En Kuroneko, el horror no irrumpe desde un exterior sobrenatural, sino que emerge como una consecuencia lógica de una violencia que ya ha sido aceptada como estructura. La película no plantea el regreso de los espectros como una anomalía, sino como una continuidad. La muerte de las dos mujeres no supone una ruptura, sino una transformación del mismo sistema de opresión en otra forma de existencia. En este sentido, el fantasma no representa la negación de la realidad, sino su prolongación más extrema.

La repetición ocupa un lugar central en esta lógica. Cada soldado que atraviesa el bosque y se adentra en la choza repite, sin saberlo, el gesto de los primeros agresores. El ritual de seducción y muerte no busca un equilibrio moral, sino que reproduce una y otra vez la herida inicial. La película no propone la venganza como catarsis, sino como condena. Cada acto de castigo prolonga el estado de duelo, atrapando a las protagonistas en un bucle que no conduce a ninguna forma de redención.

Este mecanismo se articula a través del espacio. El bosque no es naturaleza, es estructura simbólica. Sus senderos no conducen a un destino, sino que devuelven siempre al mismo punto, reforzando la sensación de encierro. La cámara de Shindō recorre los troncos y las sombras como si explorara un cuerpo herido, deteniéndose en sus texturas, en sus líneas, en su densidad. El paisaje no acompaña la acción: la condiciona. Es un espacio que no permite huida, solo repetición.
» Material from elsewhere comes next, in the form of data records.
//! Version source: opaque per-project version tokens.

use std::path::Path;

use tracing::debug;

/// Current version token for a project root.
///
/// When the root lives inside a git repository the HEAD commit id is the
/// token; otherwise a millisecond timestamp stands in. Callers treat the
/// result as an opaque string used only for version tagging.
pub fn current_version_token(root: &Path) -> String {
    match git2::Repository::discover(root) {
        Ok(repo) => {
            if let Some(oid) = repo.head().ok().and_then(|head| head.target()) {
                return oid.to_string();
            }
            debug!(root = %root.display(), "Repository has no HEAD commit, falling back to timestamp token");
        }
        Err(e) => {
            debug!(root = %root.display(), error = %e, "No repository found, falling back to timestamp token");
        }
    }
    chrono::Utc::now().timestamp_millis().to_string()
}

#[cfg(test)]
mod tests {
    use super::*;

    #[test]
    fn test_token_is_never_empty() {
        let dir = tempfile::tempdir().unwrap();
        let token = current_version_token(dir.path());
        assert!(!token.is_empty());
    }
}
//! Project node upserts.

use anyhow::Result;
use neo4rs::Query;

use crate::GraphClient;

/// Create or refresh the Project node. One node per root, keyed by name.
pub async fn upsert_project(client: &GraphClient, name: &str, root_path: &str) -> Result<()> {
    let query = Query::new(
        "MERGE (p:Project {name: $name})
         SET p.root_path = $root_path,
             p.updated_at = $updated_at"
            .to_string(),
    )
    .param("name", name)
    .param("root_path", root_path)
    .param("updated_at", chrono::Utc::now().to_rfc3339());

    client.execute(query).await
}
//! Single-worker FIFO queue with bounded retries and backoff.

use std::collections::HashMap;
use std::sync::Arc;
use std::time::Duration;

use anyhow::{Context, Result, bail};
use thiserror::Error;
use tokio::sync::{Mutex, mpsc, oneshot};
use tokio::task::JoinHandle;
use tokio::time::timeout;
use tracing::{debug, info, warn};

use atlas_core::RetryPolicy;
use atlas_core::content_hash;
use atlas_redis::file_cache::{self, FileCacheEntry};
use atlas_redis::RedisPool;

use crate::job::{Job, JobPayload, JobState};

/// Errors surfaced to enqueuers.
#[derive(Error, Debug)]
pub enum QueueError {
    #[error("Queue is shut down")]
    Closed,

    #[error("Job failed after {attempts} attempts: {reason}")]
    Failed { attempts: u32, reason: String },
}

/// Handle to an enqueued job: its id plus an awaitable completion.
pub struct JobHandle {
    id: String,
    done: oneshot::Receiver<Result<(), QueueError>>,
}

impl JobHandle {
    pub fn id(&self) -> &str {
        &self.id
    }

    /// Wait for the job to complete or exhaust its retries.
    pub async fn wait(self) -> Result<(), QueueError> {
        self.done.await.unwrap_or(Err(QueueError::Closed))
    }
}

struct QueuedJob {
    job: Job,
    done: oneshot::Sender<Result<(), QueueError>>,
}

/// Cache write-through target for `write`/`replace` jobs.
#[derive(Clone)]
pub struct CacheTarget {
    pub pool: RedisPool,
    pub project: String,
}

/// The global write queue. One worker, strict arrival order, per-job
/// timeout, retry with exponential backoff, failed jobs retained.
pub struct WriteQueue {
    tx: mpsc::UnboundedSender<QueuedJob>,
    failed: Arc<Mutex<HashMap<String, Job>>>,
    worker: JoinHandle<()>,
}

impl WriteQueue {
    /// `cache: None` skips cache write-through (tests, cache outage;
    /// eventual consistency is accepted, a later scan reconciles).
    pub fn new(policy: RetryPolicy, job_timeout: Duration, cache: Option<CacheTarget>) -> Self {
        let (tx, mut rx) = mpsc::unbounded_channel::<QueuedJob>();
        let failed: Arc<Mutex<HashMap<String, Job>>> = Arc::new(Mutex::new(HashMap::new()));
        let failed_worker = failed.clone();

        let worker = tokio::spawn(async move {
            while let Some(mut queued) = rx.recv().await {
                queued.job.state = JobState::Active;
                debug!(job_id = %queued.job.id, kind = queued.job.payload.kind(), "Job active");

                let outcome = loop {
                    queued.job.attempts += 1;
                    let attempt = match timeout(job_timeout, execute(&queued.job.payload, &cache)).await {
                        Ok(Ok(())) => Ok(()),
                        Ok(Err(e)) => Err(format!("{:#}", e)),
                        Err(_) => Err(format!(
                            "timed out after {}ms",
                            job_timeout.as_millis()
                        )),
                    };

                    match attempt {
                        Ok(()) => break Ok(()),
                        Err(reason) => {
                            if policy.exhausted(queued.job.attempts) {
                                break Err(reason);
                            }
                            let delay = policy.delay_for(queued.job.attempts);
                            warn!(
                                job_id = %queued.job.id,
                                attempt = queued.job.attempts,
                                delay_ms = delay.as_millis() as u64,
                                reason = %reason,
                                "Job attempt failed, backing off"
                            );
                            tokio::time::sleep(delay).await;
                        }
                    }
                };

                match outcome {
                    Ok(()) => {
                        queued.job.state = JobState::Completed;
                        debug!(job_id = %queued.job.id, attempts = queued.job.attempts, "Job completed");
                        let _ = queued.done.send(Ok(()));
                        // Completed jobs are not retained.
                    }
                    Err(reason) => {
                        queued.job.state = JobState::Failed;
                        queued.job.error = Some(reason.clone());
                        warn!(
                            job_id = %queued.job.id,
                            attempts = queued.job.attempts,
                            reason = %reason,
                            "Job failed terminally, retained for inspection"
                        );
                        let attempts = queued.job.attempts;
                        failed_worker
                            .lock()
                            .await
                            .insert(queued.job.id.clone(), queued.job.clone());
                        let _ = queued.done.send(Err(QueueError::Failed { attempts, reason }));
                    }
                }
            }
            info!("Write queue worker drained");
        });

        Self { tx, failed, worker }
    }

    /// Enqueue a file overwrite.
    pub fn enqueue_write(
        &self,
        path: impl Into<std::path::PathBuf>,
        content: impl Into<String>,
    ) -> Result<JobHandle, QueueError> {
        self.enqueue(JobPayload::Write {
            path: path.into(),
            content: content.into(),
        })
    }

    /// Enqueue an old-text → new-text substitution.
    pub fn enqueue_replace(
        &self,
        path: impl Into<std::path::PathBuf>,
        old_text: impl Into<String>,
        new_text: impl Into<String>,
    ) -> Result<JobHandle, QueueError> {
        self.enqueue(JobPayload::Replace {
            path: path.into(),
            old_text: old_text.into(),
            new_text: new_text.into(),
        })
    }

    /// Enqueue a recursive directory creation.
    pub fn enqueue_folder(
        &self,
        path: impl Into<std::path::PathBuf>,
    ) -> Result<JobHandle, QueueError> {
        self.enqueue(JobPayload::Folder { path: path.into() })
    }

    fn enqueue(&self, payload: JobPayload) -> Result<JobHandle, QueueError> {
        let job = Job::new(payload);
        let id = job.id.clone();
        let (done_tx, done_rx) = oneshot::channel();
        debug!(job_id = %id, kind = job.payload.kind(), "Job enqueued");
        self.tx
            .send(QueuedJob { job, done: done_tx })
            .map_err(|_| QueueError::Closed)?;
        Ok(JobHandle { id, done: done_rx })
    }

    /// Jobs that exhausted their retries, kept for inspection.
    pub async fn failed_jobs(&self) -> Vec<Job> {
        self.failed.lock().await.values().cloned().collect()
    }

    /// Close intake and let the worker drain outstanding jobs.
    pub async fn shutdown(self) {
        drop(self.tx);
        let _ = self.worker.await;
    }
}

async fn execute(payload: &JobPayload, cache: &Option<CacheTarget>) -> Result<()> {
    match payload {
        JobPayload::Write { path, content } => {
            if let Some(parent) = path.parent() {
                tokio::fs::create_dir_all(parent)
                    .await
                    .with_context(|| format!("creating parent of {}", path.display()))?;
            }
            tokio::fs::write(path, content)
                .await
                .with_context(|| format!("writing {}", path.display()))?;
            update_cache(cache, path, content).await;
            Ok(())
        }
        JobPayload::Replace {
            path,
            old_text,
            new_text,
        } => {
            let current = tokio::fs::read_to_string(path)
                .await
                .with_context(|| format!("reading {}", path.display()))?;

            if !current.contains(old_text.as_str()) {
                // Retry convergence: a replay after a successful substitution
                // finds the new text already in place and is a no-op.
                if current.contains(new_text.as_str()) {
                    return Ok(());
                }
                bail!("old text not found in {}", path.display());
            }

            let updated = current.replace(old_text.as_str(), new_text.as_str());
            tokio::fs::write(path, &updated)
                .await
                .with_context(|| format!("writing {}", path.display()))?;
            update_cache(cache, path, &updated).await;
            Ok(())
        }
        JobPayload::Folder { path } => {
            tokio::fs::create_dir_all(path)
                .await
                .with_context(|| format!("creating {}", path.display()))?;
            Ok(())
        }
    }
}

/// Best-effort cache write-through; a failure here is logged and the job
/// still succeeds; the next scan reconciles cache and disk.
async fn update_cache(cache: &Option<CacheTarget>, path: &std::path::Path, content: &str) {
    let Some(target) = cache else {
        return;
    };
    let key = path.to_string_lossy().replace('\\', "/");
    let entry = FileCacheEntry::from_content(content.to_string(), content_hash(content.as_bytes()));
    if let Err(e) = file_cache::set_entry(&target.pool, &target.project, &key, &entry).await {
        warn!(file = %key, error = %e, "Cache write-through failed");
    }
}

#[cfg(test)]
mod tests {
    use super::*;

    fn queue() -> WriteQueue {
        WriteQueue::new(
            RetryPolicy::new(3, Duration::from_millis(10)),
            Duration::from_secs(5),
            None,
        )
    }

    #[tokio::test]
    async fn test_write_job_creates_file() {
        let dir = tempfile::tempdir().unwrap();
        let q = queue();
        let path = dir.path().join("out.txt");

        q.enqueue_write(&path, "hello").unwrap().wait().await.unwrap();

        assert_eq!(std::fs::read_to_string(&path).unwrap(), "hello");
        assert!(q.failed_jobs().await.is_empty());
    }

    #[tokio::test]
    async fn test_fifo_convergence_last_write_wins() {
        let dir = tempfile::tempdir().unwrap();
        let q = queue();
        let path = dir.path().join("race.txt");

        let first = q.enqueue_write(&path, "first").unwrap();
        let second = q.enqueue_write(&path, "second").unwrap();
        first.wait().await.unwrap();
        second.wait().await.unwrap();

        // Strict FIFO: final content is the later enqueue, never interleaved.
        assert_eq!(std::fs::read_to_string(&path).unwrap(), "second");
    }

    #[tokio::test]
    async fn test_replace_substitutes_text() {
        let dir = tempfile::tempdir().unwrap();
        let path = dir.path().join("code.ts");
        std::fs::write(&path, "const LIMIT = 10;").unwrap();

        let q = queue();
        q.enqueue_replace(&path, "10", "20").unwrap().wait().await.unwrap();

        assert_eq!(std::fs::read_to_string(&path).unwrap(), "const LIMIT = 20;");
    }

    #[tokio::test]
    async fn test_replace_replay_is_idempotent() {
        let dir = tempfile::tempdir().unwrap();
        let path = dir.path().join("code.ts");
        std::fs::write(&path, "let x = old;").unwrap();

        let q = queue();
        q.enqueue_replace(&path, "old", "new").unwrap().wait().await.unwrap();
        // Replaying the same payload converges instead of failing.
        q.enqueue_replace(&path, "old", "new").unwrap().wait().await.unwrap();

        assert_eq!(std::fs::read_to_string(&path).unwrap(), "let x = new;");
    }

    #[tokio::test]
    async fn test_replace_fails_loudly_when_old_text_absent() {
        let dir = tempfile::tempdir().unwrap();
        let path = dir.path().join("code.ts");
        std::fs::write(&path, "nothing to see").unwrap();

        let q = queue();
        let result = q
            .enqueue_replace(&path, "missing", "replacement")
            .unwrap()
            .wait()
            .await;

        match result {
            Err(QueueError::Failed { attempts, reason }) => {
                assert_eq!(attempts, 3);
                assert!(reason.contains("old text not found"));
            }
            other => panic!("expected Failed, got {:?}", other.is_ok()),
        }

        // Exhausted jobs are parked for inspection.
        let failed = q.failed_jobs().await;
        assert_eq!(failed.len(), 1);
        assert_eq!(failed[0].state, JobState::Failed);
        assert_eq!(failed[0].attempts, 3);
    }

    #[tokio::test]
    async fn test_folder_job_creates_nested_dirs() {
        let dir = tempfile::tempdir().unwrap();
        let nested = dir.path().join("a/b/c");

        let q = queue();
        q.enqueue_folder(&nested).unwrap().wait().await.unwrap();
        assert!(nested.is_dir());

        // Replay is a no-op, not an error.
        q.enqueue_folder(&nested).unwrap().wait().await.unwrap();
    }

    #[tokio::test]
    async fn test_worker_survives_failures() {
        let dir = tempfile::tempdir().unwrap();
        let q = queue();

        // A job that exhausts retries must not wedge the worker.
        let bad = q
            .enqueue_replace(dir.path().join("absent.txt"), "a", "b")
            .unwrap();
        assert!(bad.wait().await.is_err());

        let path = dir.path().join("after.txt");
        q.enqueue_write(&path, "still alive").unwrap().wait().await.unwrap();
        assert_eq!(std::fs::read_to_string(&path).unwrap(), "still alive");
    }

    #[tokio::test]
    async fn test_shutdown_drains_pending_jobs() {
        let dir = tempfile::tempdir().unwrap();
        let q = queue();
        let path = dir.path().join("drained.txt");

        q.enqueue_write(&path, "flushed").unwrap();
        q.shutdown().await;

        assert_eq!(std::fs::read_to_string(&path).unwrap(), "flushed");
    }
}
La casa reconstruida actúa como un umbral entre mundos. No es un lugar realista, sino una extensión del trauma. Allí el tiempo se suspende y se repliega sobre sí mismo. Los hombres que cruzan ese umbral no perciben la trampa hasta que ya es demasiado tarde, seducidos por una belleza que no pertenece al mundo de los vivos. En este punto, la película transforma el deseo en un territorio ambiguo donde placer y muerte se confunden. El cuerpo deja de ser sujeto para convertirse en espacio de inscripción de la violencia histórica.

La dimensión de género es inseparable de esta lectura. Las protagonistas encarnan a quienes han sido expulsados de la historia oficial, reducidos a cuerpos sin voz. Su retorno no las empodera, las sitúa en un margen desde el cual solo pueden existir como memoria activa del dolor. El fantasma femenino no es una figura de poder, sino una conciencia desplazada, atrapada entre la necesidad de castigar y la imposibilidad de liberarse de aquello que las destruyó.

La repetición, lejos de ofrecer alivio, genera desgaste. Cada muerte erosiona la posibilidad de recordar quiénes fueron antes de morir. La identidad se diluye en la función. Las mujeres dejan de ser individuos para convertirse en símbolos, en engranajes de una maquinaria que se alimenta de su propio dolor. En este sentido, Kuroneko no propone una ética de la justicia, sino una visión trágica donde toda respuesta está contaminada por la violencia que intenta combatir.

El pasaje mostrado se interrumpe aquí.